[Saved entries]
+ + +
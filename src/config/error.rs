//! Configuration error types

use thiserror::Error;

use crate::domain::foundation::ValidationError as SettingsError;

/// Errors that can occur during configuration loading
#[derive(Debug, Error)]
pub enum ConfigError {
    #[error("Configuration loading failed: {0}")]
    LoadError(#[from] config::ConfigError),

    #[error("Validation failed: {0}")]
    ValidationFailed(#[from] ValidationError),
}

/// Errors that can occur during configuration validation
#[derive(Debug, Error)]
pub enum ValidationError {
    #[error("Invalid port number")]
    InvalidPort,

    #[error("Invalid request timeout")]
    InvalidTimeout,

    #[error("Invalid socket address '{0}'")]
    InvalidSocketAddr(String),

    #[error("Invalid log format '{0}' (expected 'text' or 'json')")]
    InvalidLogFormat(String),

    #[error("PagSeguro timeout must be between 1 and 120 seconds")]
    InvalidProviderTimeout,

    #[error("Invalid PagSeguro base URL '{0}'")]
    InvalidProviderUrl(String),

    #[error("Request timeout ({server}s) must exceed the PagSeguro timeout ({provider}s)")]
    RequestTimeoutNotAboveProvider { server: u64, provider: u64 },

    #[error("Production requires the PagSeguro production environment")]
    ProductionRequiresLiveProvider,

    #[error("Invalid gateway settings: {0}")]
    Gateway(#[from] SettingsError),
}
+ + +
**Task item**
When you answer, repeat every record exactly, omitting nothing.

**Response to the task**
filename src/config/error.rs
//! Configuration error types

use thiserror::Error;

use crate::domain::foundation::ValidationError as SettingsError;

/// Errors that can occur during configuration loading
#[derive(Debug, Error)]
pub enum ConfigError {
    #[error("Configuration loading failed: {0}")]
    LoadError(#[from] config::ConfigError),

    #[error("Validation failed: {0}")]
    ValidationFailed(#[from] ValidationError),
}

/// Errors that can occur during configuration validation
#[derive(Debug, Error)]
pub enum ValidationError {
    #[error("Invalid port number")]
    InvalidPort,

    #[error("Invalid request timeout")]
    InvalidTimeout,

    #[error("Invalid socket address '{0}'")]
    InvalidSocketAddr(String),

    #[error("Invalid log format '{0}' (expected 'text' or 'json')")]
    InvalidLogFormat(String),

    #[error("PagSeguro timeout must be between 1 and 120 seconds")]
    InvalidProviderTimeout,

    #[error("Invalid PagSeguro base URL '{0}'")]
    InvalidProviderUrl(String),

    #[error("Request timeout ({server}s) must exceed the PagSeguro timeout ({provider}s)")]
    RequestTimeoutNotAboveProvider { server: u64, provider: u64 },

    #[error("Production requires the PagSeguro production environment")]
    ProductionRequiresLiveProvider,

    #[error("Invalid gateway settings: {0}")]
    Gateway(#[from] SettingsError),
}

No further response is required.